Essential Facts about Rare Diseases:
As rare diseases do not affect a large number of people, they pose many different challenges to both, doctors and patients. One of the biggest challenges is the lack of research and funding that is poured into studying these diseases, which ultimately means that there are very few known cures on the table. The following are some facts about rare diseases that patients should come to terms with:
- It can take many years to diagnose the disease: the general lack of awareness about rare diseases in India and the world means that it takes doctors far longer to diagnose the problem. Often, the symptoms of rare diseases mimic those associated with other diseases. Due to this, patients are more likely to end up with incorrect diagnosis and treatments than the correct one. Patients must not lose hope in the face of such conditions.
- Genetic testing can sometimes help eliminate these diseases: Genetic testing can help identify the causes of the rare disease in question, which can help doctors narrow down their rare diseases list and symptoms significantly. This form of testing helps in 25-30% of the cases, making it a viable route to take for patients who present with ‘untreatable’ symptoms.
- There are FDA approved treatments for only 5% of rare diseases: As stated earlier, a rare disease receives lesser research funding. As a result only 5% of these diseases have known, approved cures. More often than not, doctors use a combination of treatments to eliminate symptoms of the disease. Sometimes this works, sometimes it only halts the progression. This is why it is essential for governing bodies to pour money in finding cures for this diseases.
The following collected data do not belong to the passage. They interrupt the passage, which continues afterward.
//! Caller-facing candle interval tokens

use std::fmt::Display;
use std::str::FromStr;
use tracing::debug;

#[derive(Debug, Clone, Copy, PartialEq, Eq, Hash)]
pub enum Timeframe {
    OneMinute,
    FiveMinutes,
    FifteenMinutes,
    ThirtyMinutes,
    OneHour,
    OneDay,
    OneWeek,
    OneMonth,
}

impl Timeframe {
    pub const ALL: [Timeframe; 8] = [
        Timeframe::OneMinute,
        Timeframe::FiveMinutes,
        Timeframe::FifteenMinutes,
        Timeframe::ThirtyMinutes,
        Timeframe::OneHour,
        Timeframe::OneDay,
        Timeframe::OneWeek,
        Timeframe::OneMonth,
    ];

    pub fn token(&self) -> &'static str {
        match self {
            Timeframe::OneMinute => "1m",
            Timeframe::FiveMinutes => "5m",
            Timeframe::FifteenMinutes => "15m",
            Timeframe::ThirtyMinutes => "30m",
            Timeframe::OneHour => "1h",
            Timeframe::OneDay => "1d",
            Timeframe::OneWeek => "1w",
            Timeframe::OneMonth => "1M",
        }
    }

    /// Resolves a caller token, falling back to daily bars for anything
    /// unrecognised.
    pub fn resolve(token: &str) -> Self {
        token.parse().unwrap_or_else(|_| {
            debug!("Unknown timeframe {:?}, using daily interval", token);
            Timeframe::OneDay
        })
    }
}

impl Display for Timeframe {
    fn fmt(&self, f: &mut std::fmt::Formatter<'_>) -> std::fmt::Result {
        write!(f, "{}", self.token())
    }
}

impl FromStr for Timeframe {
    type Err = String;

    // Case matters: "1m" is one minute, "1M" is one month.
    fn from_str(s: &str) -> Result<Self, Self::Err> {
        Timeframe::ALL
            .into_iter()
            .find(|tf| tf.token() == s)
            .ok_or_else(|| format!("Invalid timeframe: {s}"))
    }
}
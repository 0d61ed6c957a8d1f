use anyhow::Result;
use tracing::debug;

use super::print_json;
use crate::market_data::MarketData;

pub async fn run(market_data: &MarketData, symbol: &str, provider: &str) -> Result<()> {
    let quote = market_data.get_stock_quote(symbol, provider).await;
    debug!(symbol, error = quote.is_error(), "Quote ready");
    print_json(&quote)
}
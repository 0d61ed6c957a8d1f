//! Provider capability shared by every upstream adapter

use async_trait::async_trait;

use super::candle::Candle;
use super::error::FetchError;
use super::quote::Quote;
use super::timeframe::Timeframe;

#[async_trait]
pub trait MarketDataProvider: Send + Sync {
    /// Identifier callers use to select this provider, e.g. `"yahoo"`.
    fn id(&self) -> &str;

    async fn fetch_quote(&self, symbol: &str) -> Result<Quote, FetchError>;

    async fn fetch_candles(
        &self,
        symbol: &str,
        timeframe: Timeframe,
    ) -> Result<Vec<Candle>, FetchError>;
}
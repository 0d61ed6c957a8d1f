use crate::core::config::AppConfig;
use anyhow::{Context, Result, bail};
use std::fs::{self, OpenOptions};
use std::io::{ErrorKind, Write};
use std::path::{Path, PathBuf};
use tracing::info;

const EXAMPLE_CONFIG: &str = include_str!("../../docs/example_config.yaml");

/// Writes the example configuration to `path`, or to the platform default
/// location when no path is given. Never overwrites an existing file.
pub fn setup(path: Option<&Path>) -> Result<PathBuf> {
    let path = match path {
        Some(path) => path.to_path_buf(),
        None => AppConfig::default_config_path()?,
    };

    if let Some(parent) = path.parent().filter(|p| !p.as_os_str().is_empty()) {
        fs::create_dir_all(parent)
            .with_context(|| format!("Failed to create directory: {}", parent.display()))?;
    }

    let mut file = match OpenOptions::new().write(true).create_new(true).open(&path) {
        Ok(file) => file,
        Err(e) if e.kind() == ErrorKind::AlreadyExists => {
            bail!("Configuration file already exists at {}", path.display())
        }
        Err(e) => {
            return Err(e)
                .with_context(|| format!("Failed to create config file {}", path.display()));
        }
    };
    file.write_all(EXAMPLE_CONFIG.as_bytes())
        .with_context(|| format!("Failed to write config file to {}", path.display()))?;

    info!(path = %path.display(), "Created example configuration");
    Ok(path)
}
- Infant screening is recommended for all parents: Infant screening have help parents identify whether their child will be born with a rare disease like cystic fibrosis or sickle cell anemia. This can be extremely beneficial as early detection can help with quick treatments and prevention of death or disability. While different hospitals have different screening capabilities, it is essential for parents to screen their babies.
- Rare diseases can be quite expensive: On average, it takes 7 different doctors to diagnose a rare disease. Multiple doctor’s visits and diagnostic tests can really take a toll on a patient financially. Furthermore, the treatment of rare diseases can also be very costly. Health insurance may not cover the disease and this can lead to more financial drain for the patient.
- Prenatal screening is also very helpful: Prenatal screening is a type of testing that checks for diseases in unborn children. Many rare diseases such as Trisomy 18, Trisomy 13 and Edward’s disease can be identified during prenatal screening. Generally the test occurs during the 10th week of pregnancy and occurs in the form of a blood test. Remember that many rare diseases in children in hereditary which is why screening can be extremely helpful.
- Certain types of cancers qualify as rare diseases: When we think of rare diseases, we often think of obscure ones. However, there are certain variants of cancer that fall under this bracket too. Oral cavity cancer and esophageal cancer are rare. Tongue cancer is extremely rare and so is testicular cancer.
- Support groups can go a long way in improving outlook: When you have a rare disease, it helps to talk to someone who is in a similar boat. Finding a good support group can help you do so. This is true for patients as well as their caregivers, who also need some support and emotional encouragement. Dealing with a rare disease can be quite hard and maintaining a positive outlook is highly essential. Patients suffering from rare diseases rely on the internet the most for information. However, in spite of that, it is quite difficult to come across a comprehensive rare diseases list by prevalence that helps patients identify solutions to their problems. This is why a support group can be extremely helpful.
Rare disease day is on February 29, a fitting date that is just as rare! Of course, it is moved to February 28 on non-leap years as it is essential to spread awareness about these diseases, irrespective of the year!